Produce a verbatim transcription of all records.

EXERCISE INPUT Start Marker

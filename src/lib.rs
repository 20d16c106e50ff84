//! A single-writer orchestrator for Network Service Discovery (NSD).
//!
//! This library multiplexes many client applications onto an mDNS / DNS-SD
//! (RFC 6762 / RFC 6763) discovery, resolution and advertising backend. It
//! creates one worker thread that owns all service state, and exposes an API
//! that interacts with that thread via [`flume`](https://crates.io/crates/flume)
//! channels. The channels support both `recv()` and `recv_async()`.
//!
//! A client discovering a service type behaves like this:
//!```text
//!  Client       <channel>          orchestrator thread
//!    |                                | runs its event loop.
//!    |  -- DiscoverServices -->       |
//!    |  <-- DiscoverServicesStarted - | forwards to a backend
//!    |                                | backend reports instance A
//!    |  <-- ServiceFound(A) --        |
//!    |           ...                  |
//!    |  -- StopDiscovery -->          |
//!    |  <-- StopDiscoverySucceeded -  |
//!```
//!
//! Two interchangeable backends serve each request: a legacy out-of-process
//! mDNS daemon driven through four operation verbs, and a modern in-process
//! engine driven through per-request listeners. The orchestrator picks one
//! per request based on the client's preference, global feature flags and a
//! per-service-type allowlist, and routes every asynchronous backend event
//! back to the originating client channel.
//!
//! All commands in the public API are posted to the worker thread with
//! non-blocking sends, so the API can be used from both sync and async code
//! with no dependency on any particular async runtime.
//!
//! # Usage
//!
//! The embedding process wires the backends (see [`backend`]) into
//! [`NsdDependencies`] and creates one [`NsdService`]. Each client app then
//! calls [`connect`](NsdService::connect) to obtain a [`Connector`] carrying
//! its identity plus a [`Receiver`] of [`ClientEvent`]s, and issues verbs
//! such as [`discover_services`](Connector::discover_services) or
//! [`register_service`](Connector::register_service) against the connector.
//! Dropping the connector cancels everything the client had outstanding.
//!
//! The orchestrator itself never parses or emits mDNS packets and performs
//! no network I/O; the backends do.

#![forbid(unsafe_code)]
#![allow(clippy::single_component_path_imports)]

// log for logging (optional).
#[cfg(feature = "logging")]
use log;

#[cfg(not(feature = "logging"))]
#[macro_use]
mod log {
    macro_rules! trace    ( ($($tt:tt)*) => {{}} );
    macro_rules! debug    ( ($($tt:tt)*) => {{}} );
    macro_rules! info     ( ($($tt:tt)*) => {{}} );
    macro_rules! warn     ( ($($tt:tt)*) => {{}} );
    macro_rules! error    ( ($($tt:tt)*) => {{}} );
}

pub mod backend;
mod client;
mod error;
mod orchestrator;
mod service_info;
mod service_type;
mod shared_log;

pub use client::{ClientEvent, NsdError};
pub use error::{Error, Result};
pub use orchestrator::{
    AdvertiserEventSender, Connector, DaemonEvent, DaemonEventSender, DaemonStatus, MdnsListener,
    NsdDependencies, NsdService, NsdState, OffloadEngineToken, SocketRequestMonitor,
    CLEANUP_DELAY_MS,
};
pub use service_info::{
    Network, NsdServiceInfo, TxtEntry, DUMMY_NET_ID, LOCAL_NET_ID, NETID_UNSET,
};
pub use service_type::{parse_type_and_subtype, truncate_service_name, unescape};

/// A handler to receive messages from [NsdService]. Re-export from `flume` crate.
pub use flume::Receiver;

EXERCISE INPUT End Marker

» **SOLVED PROBLEM**
filename src/lib.rs
repository 20d16c106e50ff84
//! A single-writer orchestrator for Network Service Discovery (NSD).
//!
//! This library multiplexes many client applications onto an mDNS / DNS-SD
//! (RFC 6762 / RFC 6763) discovery, resolution and advertising backend. It
//! creates one worker thread that owns all service state, and exposes an API
//! that interacts with that thread via [`flume`](https://crates.io/crates/flume)
//! channels. The channels support both `recv()` and `recv_async()`.
//!
//! A client discovering a service type behaves like this:
//!```text
//!  Client       <channel>          orchestrator thread
//!    |                                | runs its event loop.
//!    |  -- DiscoverServices -->       |
//!    |  <-- DiscoverServicesStarted - | forwards to a backend
//!    |                                | backend reports instance A
//!    |  <-- ServiceFound(A) --        |
//!    |           ...                  |
//!    |  -- StopDiscovery -->          |
//!    |  <-- StopDiscoverySucceeded -  |
//!```
//!
//! Two interchangeable backends serve each request: a legacy out-of-process
//! mDNS daemon driven through four operation verbs, and a modern in-process
//! engine driven through per-request listeners. The orchestrator picks one
//! per request based on the client's preference, global feature flags and a
//! per-service-type allowlist, and routes every asynchronous backend event
//! back to the originating client channel.
//!
//! All commands in the public API are posted to the worker thread with
//! non-blocking sends, so the API can be used from both sync and async code
//! with no dependency on any particular async runtime.
//!
//! # Usage
//!
//! The embedding process wires the backends (see [`backend`]) into
//! [`NsdDependencies`] and creates one [`NsdService`]. Each client app then
//! calls [`connect`](NsdService::connect) to obtain a [`Connector`] carrying
//! its identity plus a [`Receiver`] of [`ClientEvent`]s, and issues verbs
//! such as [`discover_services`](Connector::discover_services) or
//! [`register_service`](Connector::register_service) against the connector.
//! Dropping the connector cancels everything the client had outstanding.
//!
//! The orchestrator itself never parses or emits mDNS packets and performs
//! no network I/O; the backends do.

#![forbid(unsafe_code)]
#![allow(clippy::single_component_path_imports)]

// log for logging (optional).
#[cfg(feature = "logging")]
use log;

#[cfg(not(feature = "logging"))]
#[macro_use]
mod log {
    macro_rules! trace    ( ($($tt:tt)*) => {{}} );
    macro_rules! debug    ( ($($tt:tt)*) => {{}} );
    macro_rules! info     ( ($($tt:tt)*) => {{}} );
    macro_rules! warn     ( ($($tt:tt)*) => {{}} );
    macro_rules! error    ( ($($tt:tt)*) => {{}} );
}

pub mod backend;
mod client;
mod error;
mod orchestrator;
mod service_info;
mod service_type;
mod shared_log;

pub use client::{ClientEvent, NsdError};
pub use error::{Error, Result};
pub use orchestrator::{
    AdvertiserEventSender, Connector, DaemonEvent, DaemonEventSender, DaemonStatus, MdnsListener,
    NsdDependencies, NsdService, NsdState, OffloadEngineToken, SocketRequestMonitor,
    CLEANUP_DELAY_MS,
};
pub use service_info::{
    Network, NsdServiceInfo, TxtEntry, DUMMY_NET_ID, LOCAL_NET_ID, NETID_UNSET,
};
pub use service_type::{parse_type_and_subtype, truncate_service_name, unescape};

/// A handler to receive messages from [NsdService]. Re-export from `flume` crate.
pub use flume::Receiver;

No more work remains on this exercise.